The brown adipocyte protein CIDEA promotes lipid droplet fusion via a phosphatidic acid-binding amphipathic helix
Abstract
Maintenance of energy homeostasis depends on the highly regulated storage and release of triacylglycerol primarily in adipose tissue and excessive storage is a feature of common metabolic disorders. CIDEA is a lipid droplet (LD)-protein enriched in brown adipocytes promoting the enlargement of LDs which are dynamic, ubiquitous organelles specialized for storing neutral lipids. We demonstrate an essential role in this process for an amphipathic helix in CIDEA, which facilitates embedding in the LD phospholipid monolayer and binds phosphatidic acid (PA). LD pairs are docked by CIDEA trans-complexes through contributions of the N-terminal domain and a C-terminal dimerization region. These complexes, enriched at the LD-LD contact site, interact with the cone-shaped phospholipid PA and likely increase phospholipid barrier permeability, promoting LD fusion by transference of lipids. This physiological process is essential in adipocyte differentiation as well as serving to facilitate the tight coupling of lipolysis and lipogenesis in activated brown fat.

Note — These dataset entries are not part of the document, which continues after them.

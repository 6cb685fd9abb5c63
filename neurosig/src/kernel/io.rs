use super::{ConfigError, ExecInvariantViolation};

use alloc::vec::Vec;
use ndarray::{Array1, ArrayView1, ArrayViewMut1};

/// Adapter trait for reading contiguous 1D input.
pub trait Read1D<T> {
    /// Borrow the underlying input as a contiguous slice.
    fn read_slice(&self) -> Result<&[T], ConfigError>;
}

/// Adapter trait for writing contiguous 1D output.
pub trait Write1D<T> {
    /// Borrow the underlying output as a mutable contiguous slice.
    fn write_slice_mut(&mut self) -> Result<&mut [T], ConfigError>;
}

impl<T> Read1D<T> for [T] {
    fn read_slice(&self) -> Result<&[T], ConfigError> {
        Ok(self)
    }
}

impl<T> Write1D<T> for [T] {
    fn write_slice_mut(&mut self) -> Result<&mut [T], ConfigError> {
        Ok(self)
    }
}

impl<T, const N: usize> Read1D<T> for [T; N] {
    fn read_slice(&self) -> Result<&[T], ConfigError> {
        Ok(self)
    }
}

impl<T, const N: usize> Write1D<T> for [T; N] {
    fn write_slice_mut(&mut self) -> Result<&mut [T], ConfigError> {
        Ok(self)
    }
}

impl<T> Read1D<T> for Vec<T> {
    fn read_slice(&self) -> Result<&[T], ConfigError> {
        Ok(self.as_slice())
    }
}

impl<T> Write1D<T> for Vec<T> {
    fn write_slice_mut(&mut self) -> Result<&mut [T], ConfigError> {
        Ok(self.as_mut_slice())
    }
}

impl<T> Read1D<T> for Array1<T> {
    fn read_slice(&self) -> Result<&[T], ConfigError> {
        self.as_slice()
            .ok_or(ConfigError::NonContiguous { arg: "array" })
    }
}

impl<T> Write1D<T> for Array1<T> {
    fn write_slice_mut(&mut self) -> Result<&mut [T], ConfigError> {
        self.as_slice_mut()
            .ok_or(ConfigError::NonContiguous { arg: "array" })
    }
}

impl<'a, T> Read1D<T> for ArrayView1<'a, T> {
    fn read_slice(&self) -> Result<&[T], ConfigError> {
        self.as_slice()
            .ok_or(ConfigError::NonContiguous { arg: "array_view" })
    }
}

impl<'a, T> Write1D<T> for ArrayViewMut1<'a, T> {
    fn write_slice_mut(&mut self) -> Result<&mut [T], ConfigError> {
        self.as_slice_mut().ok_or(ConfigError::NonContiguous {
            arg: "array_view_mut",
        })
    }
}

/// Bind `out` and check that it holds exactly `expected` samples.
pub(crate) fn bind_output<'o, T, O>(
    out: &'o mut O,
    expected: usize,
) -> Result<&'o mut [T], ExecInvariantViolation>
where
    O: Write1D<T> + ?Sized,
{
    let out = out.write_slice_mut().map_err(ExecInvariantViolation::from)?;
    if out.len() != expected {
        return Err(ExecInvariantViolation::LengthMismatch {
            arg: "out",
            expected,
            got: out.len(),
        });
    }
    Ok(out)
}
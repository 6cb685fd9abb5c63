use super::ConfigError;

/// Constructor validation lifecycle shared by kernel structs.
pub trait KernelLifecycle: Sized {
    /// Kernel config type.
    type Config;

    /// Construct a validated kernel from config.
    fn try_new(config: Self::Config) -> Result<Self, ConfigError>;
}

#[cfg(test)]
mod tests {
    use super::{ConfigError, KernelLifecycle};

    #[derive(Debug, Clone, Copy, PartialEq)]
    struct SampleRateConfig {
        sf: f64,
    }

    #[derive(Debug, Clone, Copy, PartialEq)]
    struct SampleRateKernel {
        dt: f64,
    }

    impl KernelLifecycle for SampleRateKernel {
        type Config = SampleRateConfig;

        fn try_new(config: Self::Config) -> Result<Self, ConfigError> {
            if !(config.sf > 0.) {
                return Err(ConfigError::invalid(
                    "sf",
                    alloc::format!("must be > 0, got {}", config.sf),
                ));
            }
            Ok(Self { dt: 1. / config.sf })
        }
    }

    #[test]
    fn lifecycle_constructor_accepts_valid_config() {
        let kernel = SampleRateKernel::try_new(SampleRateConfig { sf: 4. }).expect("valid config");
        assert_eq!(kernel.dt, 0.25);
    }

    #[test]
    fn lifecycle_constructor_rejects_invalid_config() {
        let err = SampleRateKernel::try_new(SampleRateConfig { sf: 0. }).expect_err("invalid");
        assert_eq!(err, ConfigError::invalid("sf", "must be > 0, got 0"));
    }
}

Article and author information
Author details
Reviewing Editor
- Stephen G Young, University of California, Los Angeles, United States
Publication history
- Received: March 13, 2015
- Accepted: November 25, 2015
- Accepted Manuscript published: November 26, 2015 (version 1)
- Accepted Manuscript updated: December 10, 2015 (version 2)
- Version of Record published: February 3, 2016 (version 3)
Copyright
© 2015, Barneda et al.
This article is distributed under the terms of the Creative Commons Attribution License permitting unrestricted use and redistribution provided that the original author and source are credited.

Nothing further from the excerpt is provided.